An orangutan peers out from a burlap shelter.


I've never had the best of luck with the bears. Today, however, they proved much more cooperative, to the point where even I managed to fluke a decent snapshot.


For many years, the zoo had a display of bald eagles in need of rehab. This year, the baldies were gone... partly due to budget cuts, and partly due to a wild bald eagle pair building a nest in the caribou exhibit. (Why pay to display an animal that's just fine with displaying itself for free? ... Whoa, that came out wrong, didn't it?) In their place was a Steller's Sea Eagle. A most impressive substitute, even if it was heck to take a picture of due to the wire mesh in front of the viewing area.

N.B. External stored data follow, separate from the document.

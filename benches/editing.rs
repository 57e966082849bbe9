//! Benchmarks for line editing and redraw.

use criterion::{Criterion, black_box, criterion_group, criterion_main};
use rawline::prelude::*;

fn bench_type_full_line(c: &mut Criterion) {
    c.bench_function("type_full_line", |b| {
        b.iter(|| {
            let options = ReadOptions::new(80).with_highlight(HighlightOptions::disabled());
            let mut session =
                Session::new(ScriptedSource::default(), Vec::new(), options, Callbacks::new());
            for _ in 0..80 {
                session.feed(black_box(b"x")).unwrap();
            }
            session.into_sink()
        });
    });
}

fn bench_insert_at_start(c: &mut Criterion) {
    c.bench_function("insert_at_start", |b| {
        b.iter(|| {
            let options = ReadOptions::new(80).with_highlight(HighlightOptions::disabled());
            let mut session =
                Session::new(ScriptedSource::default(), Vec::new(), options, Callbacks::new());
            for _ in 0..40 {
                session.feed(b"\x1bOH").unwrap();
                session.feed(black_box(b"x")).unwrap();
            }
            session.into_sink()
        });
    });
}

fn bench_callback_replace(c: &mut Criterion) {
    c.bench_function("callback_replace", |b| {
        b.iter(|| {
            let callbacks = Callbacks::new().on(Action::Down, |line, _, _| {
                CallbackResult::none().with_string(line.to_uppercase())
            });
            let options = ReadOptions::new(80).with_highlight(HighlightOptions::disabled());
            let mut session = Session::new(ScriptedSource::default(), Vec::new(), options, callbacks);
            for _ in 0..20 {
                session.feed(b"a").unwrap();
                session.feed(black_box(b"\x1b[B")).unwrap();
            }
            session.into_sink()
        });
    });
}

criterion_group!(
    benches,
    bench_type_full_line,
    bench_insert_at_start,
    bench_callback_replace
);
criterion_main!(benches);
//! Byte sources feeding the read loop.

use std::collections::VecDeque;
use std::io::{self, Read};
use std::time::Duration;

use crate::error::Result;

/// Something keys can be read from.
///
/// The read loop waits with [`ByteSource::poll_readable`] and then pulls one
/// key's worth of bytes with [`ByteSource::read_window`].
pub trait ByteSource {
    /// Wait up to `timeout` for input.
    ///
    /// Returns `true` if a subsequent [`ByteSource::read_window`] will not
    /// block.
    ///
    /// # Errors
    /// Returns an error if readiness cannot be determined.
    fn poll_readable(&mut self, timeout: Duration) -> Result<bool>;

    /// Read up to `buf.len()` bytes in a single read.
    ///
    /// Returns the number of bytes read; `0` means end of input.
    ///
    /// # Errors
    /// Returns an error if the underlying read fails.
    fn read_window(&mut self, buf: &mut [u8]) -> Result<usize>;
}

/// Standard input of the current process, or any other terminal descriptor.
///
/// Holds an unbuffered duplicate of the descriptor so one read is one
/// syscall and readiness polling never misses bytes parked in a buffer.
#[cfg(unix)]
#[derive(Debug)]
pub struct StdinSource {
    file: std::fs::File,
}

#[cfg(unix)]
impl StdinSource {
    /// # Errors
    /// Returns an error if the standard input descriptor cannot be duplicated.
    pub fn new() -> Result<Self> {
        Self::from_fd(io::stdin())
    }

    /// Read from a duplicate of `fd` instead of standard input.
    ///
    /// # Errors
    /// Returns an error if the descriptor cannot be duplicated.
    pub fn from_fd(fd: impl std::os::fd::AsFd) -> Result<Self> {
        let fd = fd.as_fd().try_clone_to_owned()?;
        Ok(Self {
            file: std::fs::File::from(fd),
        })
    }
}

#[cfg(unix)]
impl ByteSource for StdinSource {
    fn poll_readable(&mut self, timeout: Duration) -> Result<bool> {
        use nix::poll::{PollFd, PollFlags, poll};

        let mut fds = [PollFd::new(&self.file, PollFlags::POLLIN)];
        let timeout_ms = i32::try_from(timeout.as_millis()).unwrap_or(i32::MAX);
        match poll(&mut fds, timeout_ms) {
            Ok(n) if n > 0 => Ok(fds[0]
                .revents()
                .is_some_and(|r| r.intersects(PollFlags::POLLIN | PollFlags::POLLHUP))),
            Ok(_) | Err(nix::errno::Errno::EINTR) => Ok(false),
            Err(e) => Err(e.into()),
        }
    }

    fn read_window(&mut self, buf: &mut [u8]) -> Result<usize> {
        loop {
            match self.file.read(buf) {
                Ok(n) => return Ok(n),
                Err(e) if e.kind() == io::ErrorKind::Interrupted => {}
                Err(e) => return Err(e.into()),
            }
        }
    }
}

/// A prerecorded sequence of reads.
///
/// Each chunk is delivered by exactly one [`ByteSource::read_window`] call,
/// the way a terminal delivers one key press per read. Once the chunks are
/// used up the source reports end of input.
#[derive(Debug, Clone, Default)]
pub struct ScriptedSource {
    chunks: VecDeque<Vec<u8>>,
    idle_polls: usize,
}

impl ScriptedSource {
    pub fn new<I, C>(chunks: I) -> Self
    where
        I: IntoIterator<Item = C>,
        C: AsRef<[u8]>,
    {
        Self {
            chunks: chunks.into_iter().map(|c| c.as_ref().to_vec()).collect(),
            idle_polls: 0,
        }
    }

    /// Append one more chunk.
    #[must_use]
    pub fn then(mut self, chunk: impl AsRef<[u8]>) -> Self {
        self.chunks.push_back(chunk.as_ref().to_vec());
        self
    }

    /// Report "not ready" this many times before the first chunk.
    #[must_use]
    pub const fn with_idle_polls(mut self, idle_polls: usize) -> Self {
        self.idle_polls = idle_polls;
        self
    }

    /// Chunks not yet read.
    pub fn remaining(&self) -> usize {
        self.chunks.len()
    }
}

impl ByteSource for ScriptedSource {
    fn poll_readable(&mut self, _timeout: Duration) -> Result<bool> {
        if self.idle_polls > 0 {
            self.idle_polls -= 1;
            return Ok(false);
        }
        Ok(true)
    }

    fn read_window(&mut self, buf: &mut [u8]) -> Result<usize> {
        let Some(chunk) = self.chunks.pop_front() else {
            return Ok(0);
        };
        let n = chunk.len().min(buf.len());
        buf[..n].copy_from_slice(&chunk[..n]);
        Ok(n)
    }
}

#[cfg(test)]
mod tests {
    use super::*;

    #[test]
    fn test_scripted_source_delivers_one_chunk_per_read() {
        let mut source = ScriptedSource::new(["ab", "\x1b[A"]);
        let mut buf = [0u8; 6];
        assert!(source.poll_readable(Duration::ZERO).unwrap());
        assert_eq!(source.read_window(&mut buf).unwrap(), 2);
        assert_eq!(&buf[..2], b"ab");
        assert_eq!(source.read_window(&mut buf).unwrap(), 3);
        assert_eq!(&buf[..3], b"\x1b[A");
        assert_eq!(source.read_window(&mut buf).unwrap(), 0);
    }

    #[test]
    fn test_scripted_source_truncates_to_buffer() {
        let mut source = ScriptedSource::new(["abcdefgh"]);
        let mut buf = [0u8; 6];
        assert_eq!(source.read_window(&mut buf).unwrap(), 6);
        assert_eq!(&buf, b"abcdef");
    }

    #[test]
    fn test_idle_polls_report_not_ready() {
        let mut source = ScriptedSource::new(["a"]).with_idle_polls(2);
        assert!(!source.poll_readable(Duration::ZERO).unwrap());
        assert!(!source.poll_readable(Duration::ZERO).unwrap());
        assert!(source.poll_readable(Duration::ZERO).unwrap());
        assert_eq!(source.remaining(), 1);
    }

    #[cfg(unix)]
    mod pty {
        use std::io::Write;

        use nix::pty::openpty;

        use super::*;
        use crate::input::KEY_WINDOW;
        use crate::terminal::RawModeGuard;

        /// Poll and read until `want` bytes arrived or a poll times out.
        fn read_key(source: &mut StdinSource, want: usize) -> Vec<u8> {
            let mut got = Vec::new();
            let mut window = [0u8; KEY_WINDOW];
            while got.len() < want && source.poll_readable(Duration::from_secs(1)).unwrap() {
                let n = source.read_window(&mut window).unwrap();
                got.extend_from_slice(&window[..n]);
            }
            got
        }

        #[test]
        fn test_poll_without_input_is_not_ready() {
            let pty = openpty(None, None).unwrap();
            let _raw_mode = RawModeGuard::enable(&pty.slave).unwrap();
            let mut source = StdinSource::from_fd(&pty.slave).unwrap();
            assert!(!source.poll_readable(Duration::from_millis(10)).unwrap());
        }

        #[test]
        fn test_reads_key_bytes_written_to_terminal() {
            let pty = openpty(None, None).unwrap();
            let _raw_mode = RawModeGuard::enable(&pty.slave).unwrap();
            let mut source = StdinSource::from_fd(&pty.slave).unwrap();
            let mut master = std::fs::File::from(pty.master);

            master.write_all(b"\x1b[A").unwrap();
            assert_eq!(read_key(&mut source, 3), b"\x1b[A");

            // Raw mode: a lone byte is delivered without waiting for Enter
            master.write_all(b"x").unwrap();
            assert_eq!(read_key(&mut source, 1), b"x");
        }
    }
}
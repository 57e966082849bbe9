//! Terminal output for the edited line.
//!
//! This module handles:
//! - Incremental redraws after each edit ([`Screen`])
//! - Transient highlight messages over the line ([`HighlightOptions`])

mod overlays;
mod screen;

pub use overlays::{HighlightKind, HighlightOptions, STYLE_SLOT};
pub use screen::Screen;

After a break for lunch, we finally hit the dinosaur exhibit, where we found a helpful sign at the entrance.


Inside, we found several life-sized, if somewhat unconvincingly painted, animatronic dinos. Tails, jaws, forelimbs, even eyes moved in a somewhat eerie manner, complete with vocalizations. I swear the things had some sort of motion sensor; they seemed to keep following you as you moved in front of their displays.

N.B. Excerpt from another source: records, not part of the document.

use std::fmt;
use std::io::{self, Write};
use std::time::Duration;

use crossterm::cursor::{RestorePosition, SavePosition};
use crossterm::queue;
use crossterm::terminal::{Clear, ClearType};

use super::Screen;

/// Placeholder in [`HighlightOptions::highlight_style`] replaced by the message.
pub const STYLE_SLOT: &str = "%s";

/// Events that may flash a message over the line.
#[derive(Debug, Clone, Copy, PartialEq, Eq, Hash)]
pub enum HighlightKind {
    /// The line became (or stayed) empty after a deletion
    Empty,
    /// Bare Escape was pressed
    Escape,
    /// Insert/overwrite mode was toggled
    Insert,
}

impl HighlightKind {
    pub const fn as_str(self) -> &'static str {
        match self {
            Self::Empty => "empty",
            Self::Escape => "escape",
            Self::Insert => "insert",
        }
    }
}

impl fmt::Display for HighlightKind {
    fn fmt(&self, f: &mut fmt::Formatter<'_>) -> fmt::Result {
        f.write_str(self.as_str())
    }
}

/// Settings for the transient message overlay.
#[derive(Debug, Clone, PartialEq, Eq)]
pub struct HighlightOptions {
    /// Master switch for every overlay
    pub message_highlight: bool,
    pub escape_highlight: bool,
    pub insert_highlight: bool,
    pub empty_highlight: bool,
    /// Template with one [`STYLE_SLOT`] for the message
    pub highlight_style: Option<String>,
    /// How long the message stays up
    pub highlight_time: Duration,
    pub escape_message: Option<String>,
    pub insert_message: Option<String>,
    pub empty_message: Option<String>,
}

impl Default for HighlightOptions {
    fn default() -> Self {
        Self {
            message_highlight: true,
            escape_highlight: true,
            insert_highlight: true,
            empty_highlight: true,
            highlight_style: Some(" [ \x1b[1m%s\x1b[0m ] ".to_string()),
            highlight_time: Duration::from_micros(1_000_000),
            escape_message: Some("ESCAPE".to_string()),
            insert_message: Some("INSERT".to_string()),
            empty_message: Some("EMPTY".to_string()),
        }
    }
}

impl HighlightOptions {
    /// Options with every overlay switched off.
    pub fn disabled() -> Self {
        Self {
            message_highlight: false,
            ..Self::default()
        }
    }

    /// The formatted message to flash for `kind`, if that overlay is on.
    ///
    /// Requires the master switch, the per-kind switch, a style and a
    /// non-empty message.
    pub fn message_for(&self, kind: HighlightKind) -> Option<String> {
        if !self.message_highlight {
            return None;
        }
        let (enabled, message) = match kind {
            HighlightKind::Empty => (self.empty_highlight, &self.empty_message),
            HighlightKind::Escape => (self.escape_highlight, &self.escape_message),
            HighlightKind::Insert => (self.insert_highlight, &self.insert_message),
        };
        if !enabled {
            return None;
        }
        let style = self.highlight_style.as_deref().filter(|s| !s.is_empty())?;
        let message = message.as_deref().filter(|m| !m.is_empty())?;
        Some(style.replacen(STYLE_SLOT, message, 1))
    }
}

impl<W: Write> Screen<W> {
    /// Show `message` in place of the line for `pause`, then put the line
    /// and the cursor back exactly as they were.
    ///
    /// Blocks the calling thread for the whole pause.
    ///
    /// # Errors
    /// Returns an error if writing to the sink fails.
    pub fn flash(
        &mut self,
        cursor: usize,
        line: &[u8],
        line_len: usize,
        message: &str,
        pause: Duration,
    ) -> io::Result<()> {
        self.move_cursor(cursor, 0)?;
        queue!(self.out_mut(), SavePosition, Clear(ClearType::UntilNewLine))?;
        self.put(message.as_bytes())?;
        self.flush()?;

        std::thread::sleep(pause);

        queue!(self.out_mut(), RestorePosition, Clear(ClearType::UntilNewLine))?;
        self.put(line)?;
        self.move_cursor(line_len, cursor)?;
        self.flush()
    }
}

#[cfg(test)]
mod tests {
    use super::*;

    #[test]
    fn test_default_options_format_every_kind() {
        let opts = HighlightOptions::default();
        assert_eq!(
            opts.message_for(HighlightKind::Empty).as_deref(),
            Some(" [ \x1b[1mEMPTY\x1b[0m ] ")
        );
        assert!(opts.message_for(HighlightKind::Escape).unwrap().contains("ESCAPE"));
        assert!(opts.message_for(HighlightKind::Insert).unwrap().contains("INSERT"));
    }

    #[test]
    fn test_master_switch_disables_all() {
        let opts = HighlightOptions::disabled();
        assert!(opts.message_for(HighlightKind::Empty).is_none());
        assert!(opts.message_for(HighlightKind::Escape).is_none());
    }

    #[test]
    fn test_per_kind_switch() {
        let opts = HighlightOptions {
            escape_highlight: false,
            ..HighlightOptions::default()
        };
        assert!(opts.message_for(HighlightKind::Escape).is_none());
        assert!(opts.message_for(HighlightKind::Insert).is_some());
    }

    #[test]
    fn test_missing_style_or_message_suppresses() {
        let no_style = HighlightOptions {
            highlight_style: None,
            ..HighlightOptions::default()
        };
        assert!(no_style.message_for(HighlightKind::Empty).is_none());

        let no_message = HighlightOptions {
            empty_message: Some(String::new()),
            ..HighlightOptions::default()
        };
        assert!(no_message.message_for(HighlightKind::Empty).is_none());
    }

    #[test]
    fn test_flash_restores_line_and_cursor() {
        let mut screen = Screen::new(Vec::new());
        screen
            .flash(2, b"hello", 5, "[MSG]", Duration::ZERO)
            .unwrap();
        let out = String::from_utf8(screen.into_inner()).unwrap();
        assert_eq!(
            out,
            "\x1b[2D\x1b7\x1b[K[MSG]\x1b8\x1b[Khello\x1b[3D"
        );
    }

    #[test]
    fn test_flash_with_cursor_at_end_adds_no_movement() {
        let mut screen = Screen::new(Vec::new());
        screen.flash(3, b"abc", 3, "!", Duration::ZERO).unwrap();
        let out = String::from_utf8(screen.into_inner()).unwrap();
        assert_eq!(out, "\x1b[3D\x1b7\x1b[K!\x1b8\x1b[Kabc");
    }

    #[test]
    fn test_flash_on_empty_line() {
        let mut screen = Screen::new(Vec::new());
        screen.flash(0, b"", 0, "EMPTY", Duration::ZERO).unwrap();
        let out = String::from_utf8(screen.into_inner()).unwrap();
        assert_eq!(out, "\x1b7\x1b[KEMPTY\x1b8\x1b[K");
    }
}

Of course, some of them had better manners than others...


Many of them came in adult/juvenile pairings. This Styracosaurus had a young one off to the side (which didn't look quite so convincing.)

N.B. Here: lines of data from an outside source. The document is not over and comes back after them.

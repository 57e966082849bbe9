//! Error types for line reading.
//!
//! Editing anomalies (malformed keys, out-of-range callback positions,
//! overflowing input) are never errors. Only the terminal and the byte
//! streams can fail.

use std::io;
use thiserror::Error;

/// Line reading error type
#[derive(Error, Debug)]
pub enum Error {
    /// I/O error on the byte source or sink
    #[error("I/O error: {0}")]
    Io(#[from] io::Error),

    /// Terminal attributes could not be read or changed
    #[cfg(unix)]
    #[error("Terminal error: {0}")]
    Terminal(#[from] nix::Error),

    /// The byte source reported readiness but delivered no bytes (end of file)
    #[error("Input closed before the line was finished")]
    InputClosed,
}

/// Result type for line reading
pub type Result<T> = std::result::Result<T, Error>;
use std::io::{self, Write};

use crossterm::cursor::{MoveLeft, MoveRight, RestorePosition, SavePosition};
use crossterm::queue;
use crossterm::terminal::{Clear, ClearType};

/// Incremental renderer for the edited line.
///
/// The screen knows nothing about the buffer. Callers pass the cursor
/// column and the bytes to draw; every token is one column wide. Output is
/// queued and only reaches the terminal on [`Screen::flush`].
#[derive(Debug)]
pub struct Screen<W: Write> {
    out: W,
}

/// Clamp a column count to what a single cursor command can carry.
fn cols(n: usize) -> u16 {
    u16::try_from(n).unwrap_or(u16::MAX)
}

impl<W: Write> Screen<W> {
    pub const fn new(out: W) -> Self {
        Self { out }
    }

    pub const fn get_ref(&self) -> &W {
        &self.out
    }

    pub fn into_inner(self) -> W {
        self.out
    }

    /// Move the cursor from column `from` to column `to` of the line.
    ///
    /// Emits nothing when the columns are equal.
    ///
    /// # Errors
    /// Returns an error if writing to the sink fails.
    pub fn move_cursor(&mut self, from: usize, to: usize) -> io::Result<()> {
        if to < from {
            queue!(self.out, MoveLeft(cols(from - to)))
        } else if to > from {
            queue!(self.out, MoveRight(cols(to - from)))
        } else {
            Ok(())
        }
    }

    /// Write raw bytes at the cursor.
    ///
    /// # Errors
    /// Returns an error if writing to the sink fails.
    pub fn put(&mut self, bytes: &[u8]) -> io::Result<()> {
        self.out.write_all(bytes)
    }

    /// Draw a token that was spliced in, then redraw the shifted tail.
    ///
    /// The cursor ends just after the new token.
    ///
    /// # Errors
    /// Returns an error if writing to the sink fails.
    pub fn splice(&mut self, token: &[u8], tail: &[u8]) -> io::Result<()> {
        self.out.write_all(token)?;
        self.redraw_tail(tail)
    }

    /// Erase the column left of the cursor and pull `tail` in after it.
    ///
    /// # Errors
    /// Returns an error if writing to the sink fails.
    pub fn erase_before(&mut self, tail: &[u8]) -> io::Result<()> {
        queue!(self.out, MoveLeft(1))?;
        self.redraw_tail(tail)
    }

    /// Erase the column under the cursor and pull `tail` in.
    ///
    /// # Errors
    /// Returns an error if writing to the sink fails.
    pub fn erase_at(&mut self, tail: &[u8]) -> io::Result<()> {
        self.redraw_tail(tail)
    }

    /// Redraw the whole line with the cursor at `cursor` first and the end
    /// of `line` afterwards.
    ///
    /// # Errors
    /// Returns an error if writing to the sink fails.
    pub fn redraw_line(&mut self, cursor: usize, line: &[u8]) -> io::Result<()> {
        self.move_cursor(cursor, 0)?;
        queue!(self.out, Clear(ClearType::UntilNewLine))?;
        self.out.write_all(line)
    }

    /// # Errors
    /// Returns an error if writing to the sink fails.
    pub fn newline(&mut self) -> io::Result<()> {
        self.out.write_all(b"\n")
    }

    /// # Errors
    /// Returns an error if flushing the sink fails.
    pub fn flush(&mut self) -> io::Result<()> {
        self.out.flush()
    }

    /// Clear from the cursor to the end of the line, draw `tail`, and put
    /// the cursor back where it was.
    fn redraw_tail(&mut self, tail: &[u8]) -> io::Result<()> {
        queue!(self.out, SavePosition, Clear(ClearType::UntilNewLine))?;
        self.out.write_all(tail)?;
        queue!(self.out, RestorePosition)
    }

    pub(super) fn out_mut(&mut self) -> &mut W {
        &mut self.out
    }
}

This was a fun little display; there was even a little baby hadrosaur that popped out of its egg. Really clever, the way they scattered throughout the zoo, with that guy in the white lab coat with the tranquilizer gun hot on their heels... hmm...


Of course, the king of the dinosaurs was, well, the king of the dinosaurs. Tyrannosaurus Rex, in the animatronic flesh. (Yes, I know they've found bigger carnosaurs. They're not "Rex," are they?)
You see pictures of the bones all the time, and think,"That's a big dinosaur." You see them in a museum, and you think,"That's a really big dinosaur." Then you see this...


... and you realize,"Holy crud, that's a really big dinosaur!"


Really... really... big...


You never know when you're going to run into a celebrity. There I was, with my sister, wandering through the Day exhibit (the remainder of the former Day and Night exhibit of diurnal and nocturnal animals, with the latter animals victims of budget shortfalls), when we saw a Gaboon Viper... star of many an episode of Animal Planet's Fatal Attractions. Unfortunately, we couldn't get an autograph. No hands to hold a pen... and we'd watched the show enough not to be anywhere near it without a good, solid protective barrier between its fangs and us.


An orchid sets the mood for the tropical house.


Watch out for snakes... a tree viper lurks in a treelike environment.


A tropical bird, of the toucanesque persuasion, carrying a stick for unknown reasons.


One of my favorite parts of the tropical house at the zoo is the room where numerous birds fly free over an elevated walkway. I could've spent much longer there, had I been alone... and had it not been quite so humid, it being a jungle environment and all...


A sunbittern showed up to put on a spectacular display, even fanning a brightly-colored wing... while I was at the precisely wrong angle to photograph it.


And so on and so forth...


After the birds, I checked back to see if the jaguar had roused itself from its hidden nap. It had, but it wasn't too keen on being seen, pacing out then turning right around and pacing back out of site.


Eventually, with the unaccustomed sun beating down and the unaccustomed miles on our shoes, we decided it was time to brave rush hour and head homeward. These flamingos seemed to have the right idea, right about then...

So, all in all, the first day of summer proved to be a decent one. Hopefully it's a good sign of things to come, in the weather and in life.

1 comment:

PeppyPilotGirl said...

Looks like it was a lovely time. Love the dino sign - must admit I'm tempted sometimes to feed my children (or myself) to any large carnivore that happens to be around!